Obama’s threat of a “federal exchange” was intended to drive states into building—and funding—the IT connections (“state exchanges”). So far, only 18 states and Washington, D.C. have obliged. They are building the IT connections from state agency databases to the Federal Hub which is connected to the databases of at least five federal agencies. These states are building their part of the national exchange in their corner of the U.S.

Proponents regularly claim in testimony and to the media that it’s better to have the state build a “state exchange” than to have the federal government impose a “federal exchange.” But as Texas Governor Rick Perry said in his letter to the Secretary of HHS:

“It is clear there is no such thing as a state exchange.
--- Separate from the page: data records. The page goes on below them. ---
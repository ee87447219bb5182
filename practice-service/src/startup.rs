//! Application startup and lifecycle management.

use crate::config::PracticeConfig;
use crate::handlers::{appointments, health, payments, portal, webhooks};
use crate::repository::Store;
use crate::scheduler::{ReminderScheduler, SweepRunner};
use crate::services::{
    init_metrics, Clock, Database, GatewayRegistry, InvoiceLedger, NotificationDispatcher,
    PaymentReconciler, RecurrenceEngine, SystemClock, WhatsAppDispatcher,
};
use axum::{
    middleware,
    routing::{get, post},
    Router,
};
use service_core::error::AppError;
use service_core::middleware::metrics::metrics_middleware;
use service_core::middleware::tracing::request_id_middleware;
use std::net::SocketAddr;
use std::sync::Arc;
use tokio::net::TcpListener;
use tower_http::trace::TraceLayer;

/// Shared application state.
#[derive(Clone)]
pub struct AppState {
    pub config: PracticeConfig,
    pub store: Store,
    pub ledger: InvoiceLedger,
    pub reconciler: PaymentReconciler,
    pub gateways: GatewayRegistry,
    pub notifier: Arc<dyn NotificationDispatcher>,
    pub clock: Arc<dyn Clock>,
}

/// Application container for managing server lifecycle.
pub struct Application {
    port: u16,
    listener: TcpListener,
    state: AppState,
    runner: Arc<SweepRunner>,
}

impl Application {
    /// Build the application against PostgreSQL, running migrations.
    pub async fn build(config: PracticeConfig) -> Result<Self, AppError> {
        let db = Database::new(
            &config.database.url,
            config.database.max_connections,
            config.database.min_connections,
        )
        .await
        .map_err(|e| {
            tracing::error!(error = %e, "Failed to connect to PostgreSQL");
            e
        })?;

        db.run_migrations().await.map_err(|e| {
            tracing::error!(error = %e, "Failed to run migrations");
            e
        })?;

        Self::build_with_store(config, Store::postgres(Arc::new(db))).await
    }

    /// Build the application against an already-constructed store. Used
    /// by tests and single-process deployments without PostgreSQL.
    pub async fn build_with_store(
        config: PracticeConfig,
        store: Store,
    ) -> Result<Self, AppError> {
        init_metrics();

        let clock: Arc<dyn Clock> = Arc::new(SystemClock);
        let notifier: Arc<dyn NotificationDispatcher> = Arc::new(WhatsAppDispatcher::new(
            store.clone(),
            clock.clone(),
            config.whatsapp.clone(),
        ));
        let gateways = GatewayRegistry::new(config.razorpay.clone(), config.stripe.clone());

        let ledger = InvoiceLedger::new(store.clone(), notifier.clone(), clock.clone());
        let reconciler = PaymentReconciler::new(
            store.clone(),
            notifier.clone(),
            gateways.clone(),
            clock.clone(),
        );
        let recurrence = RecurrenceEngine::new(store.clone(), ledger.clone(), clock.clone());
        let scheduler = ReminderScheduler::new(
            store.clone(),
            notifier.clone(),
            recurrence,
            clock.clone(),
        );
        let runner = Arc::new(SweepRunner::new(
            scheduler,
            clock.clone(),
            config.scheduler.clone(),
        ));

        let state = AppState {
            config: config.clone(),
            store,
            ledger,
            reconciler,
            gateways,
            notifier,
            clock,
        };

        let addr = SocketAddr::from(([0, 0, 0, 0], config.common.port));
        let listener = TcpListener::bind(addr).await.map_err(|e| {
            tracing::error!(error = %e, addr = %addr, "Failed to bind HTTP listener");
            AppError::from(e)
        })?;
        let port = listener.local_addr()?.port();

        tracing::info!(port = port, "Practice service listener bound");

        Ok(Self {
            port,
            listener,
            state,
            runner,
        })
    }

    /// Get the port the server is listening on.
    pub fn port(&self) -> u16 {
        self.port
    }

    /// Run the application until stopped.
    pub async fn run_until_stopped(self) -> std::io::Result<()> {
        let runner = self.runner.clone();
        let shutdown_token = runner.shutdown_token();
        tokio::spawn(async move {
            runner.run().await;
        });

        let router = Router::new()
            .route("/health", get(health::health_check))
            .route("/ready", get(health::readiness_check))
            .route("/metrics", get(health::metrics_handler))
            // Payment API
            .route(
                "/invoices/:id/payment-link",
                post(payments::create_payment_link),
            )
            .route(
                "/invoices/:id/payment-status",
                get(payments::get_invoice_payment_status),
            )
            .route(
                "/invoices/:id/payments/manual",
                post(payments::process_manual_payment),
            )
            .route("/payments/:id/refund", post(payments::refund_payment))
            // Gateway webhooks
            .route("/webhooks/:gateway", post(webhooks::gateway_webhook))
            // Client portal
            .route(
                "/portal/clients/:id/invoices",
                get(portal::list_client_invoices),
            )
            .route(
                "/portal/clients/:id/documents",
                get(portal::list_client_documents),
            )
            // Appointments
            .route(
                "/appointments/:id/cancel",
                post(appointments::cancel_appointment),
            )
            .layer(TraceLayer::new_for_http())
            .layer(middleware::from_fn(metrics_middleware))
            .layer(middleware::from_fn(request_id_middleware))
            .with_state(self.state);

        tracing::info!(
            service = "practice-service",
            version = env!("CARGO_PKG_VERSION"),
            port = self.port,
            "Service ready to accept connections"
        );

        let result = axum::serve(self.listener, router).await;
        shutdown_token.cancel();
        result
    }
}
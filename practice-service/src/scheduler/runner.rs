//! Background sweep runner.
//!
//! Replaces the host scheduler's daily/hourly/cron entries with a single
//! tokio task that fires each sweep when its cadence comes due. The
//! runner assumes it is the only scheduler instance; running two
//! replicas would double-process entities (there is no claim/lease).

use super::{ReminderScheduler, SweepSummary};
use crate::config::SchedulerConfig;
use crate::services::metrics::record_sweep_run;
use crate::services::Clock;
use chrono::{NaiveDate, Timelike};
use std::sync::Arc;
use tokio::sync::Mutex;
use tokio_util::sync::CancellationToken;

#[derive(Default)]
struct RunnerState {
    last_daily: Option<NaiveDate>,
    last_hourly: Option<(NaiveDate, u32)>,
    last_generation: Option<NaiveDate>,
}

pub struct SweepRunner {
    scheduler: ReminderScheduler,
    clock: Arc<dyn Clock>,
    config: SchedulerConfig,
    state: Mutex<RunnerState>,
    shutdown_token: CancellationToken,
}

impl SweepRunner {
    pub fn new(scheduler: ReminderScheduler, clock: Arc<dyn Clock>, config: SchedulerConfig) -> Self {
        Self {
            scheduler,
            clock,
            config,
            state: Mutex::new(RunnerState::default()),
            shutdown_token: CancellationToken::new(),
        }
    }

    pub fn shutdown_token(&self) -> CancellationToken {
        self.shutdown_token.clone()
    }

    /// Run until cancelled. Spawn this on the runtime at startup.
    pub async fn run(self: Arc<Self>) {
        if !self.config.enabled {
            tracing::info!("Sweep runner disabled by configuration");
            return;
        }

        tracing::info!(
            tick_interval_secs = self.config.tick_interval_secs,
            daily_hour = self.config.daily_hour,
            generation_hour = self.config.generation_hour,
            "Sweep runner started"
        );

        let tick = std::time::Duration::from_secs(self.config.tick_interval_secs);
        loop {
            tokio::select! {
                _ = self.shutdown_token.cancelled() => {
                    tracing::info!("Sweep runner shutting down");
                    break;
                }
                _ = tokio::time::sleep(tick) => {
                    self.tick().await;
                }
            }
        }
    }

    async fn tick(&self) {
        let now = self.clock.now();
        let today = self.clock.today();
        let hour = now.hour();

        let mut state = self.state.lock().await;

        if state.last_hourly != Some((today, hour)) {
            state.last_hourly = Some((today, hour));
            self.run_sweep("appointment_reminders", self.scheduler.send_appointment_reminders())
                .await;
        }

        if hour >= self.config.daily_hour && state.last_daily != Some(today) {
            state.last_daily = Some(today);
            self.run_sweep("invoice_reminders", self.scheduler.send_invoice_reminders())
                .await;
            self.run_sweep("tax_deadlines", self.scheduler.check_tax_deadlines())
                .await;
            self.run_sweep("document_expiry", self.scheduler.check_document_expiry())
                .await;
        }

        if hour >= self.config.generation_hour && state.last_generation != Some(today) {
            state.last_generation = Some(today);
            self.run_sweep(
                "recurring_generation",
                self.scheduler.generate_recurring_invoices(),
            )
            .await;
        }
    }

    async fn run_sweep<F>(&self, name: &str, sweep: F)
    where
        F: std::future::Future<Output = Result<SweepSummary, service_core::error::AppError>>,
    {
        match sweep.await {
            Ok(summary) => {
                record_sweep_run(name, "ok");
                tracing::info!(
                    sweep = name,
                    scanned = summary.scanned,
                    dispatched = summary.dispatched,
                    failed = summary.failed,
                    "Sweep completed"
                );
            }
            Err(e) => {
                // The next scheduled run is the retry path.
                record_sweep_run(name, "error");
                tracing::error!(sweep = name, error = %e, "Sweep failed");
            }
        }
    }
}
Instead, this is a federally mandated exchange with rules dictated by Washington. As long as the federal government has the ability to force unknown mandates and costs upon our citizens, while retaining the sole power in approving what an exchange looks like, the notion of a state exchange is merely an illusion.” (Nov. 15, 2012, Emphasis added.)

Regardless of who funds this national superstructure for data exchange, the entire enterprise will be under federal law and beholden to thousands of pages of federal rules. It’s a national system.

Just think of it as having someone in Washington D.C. who knows all about you with the power to limit your health insurance options instead of having your personal privacy protected and a full set of insurance options from the health insurance companies in your state.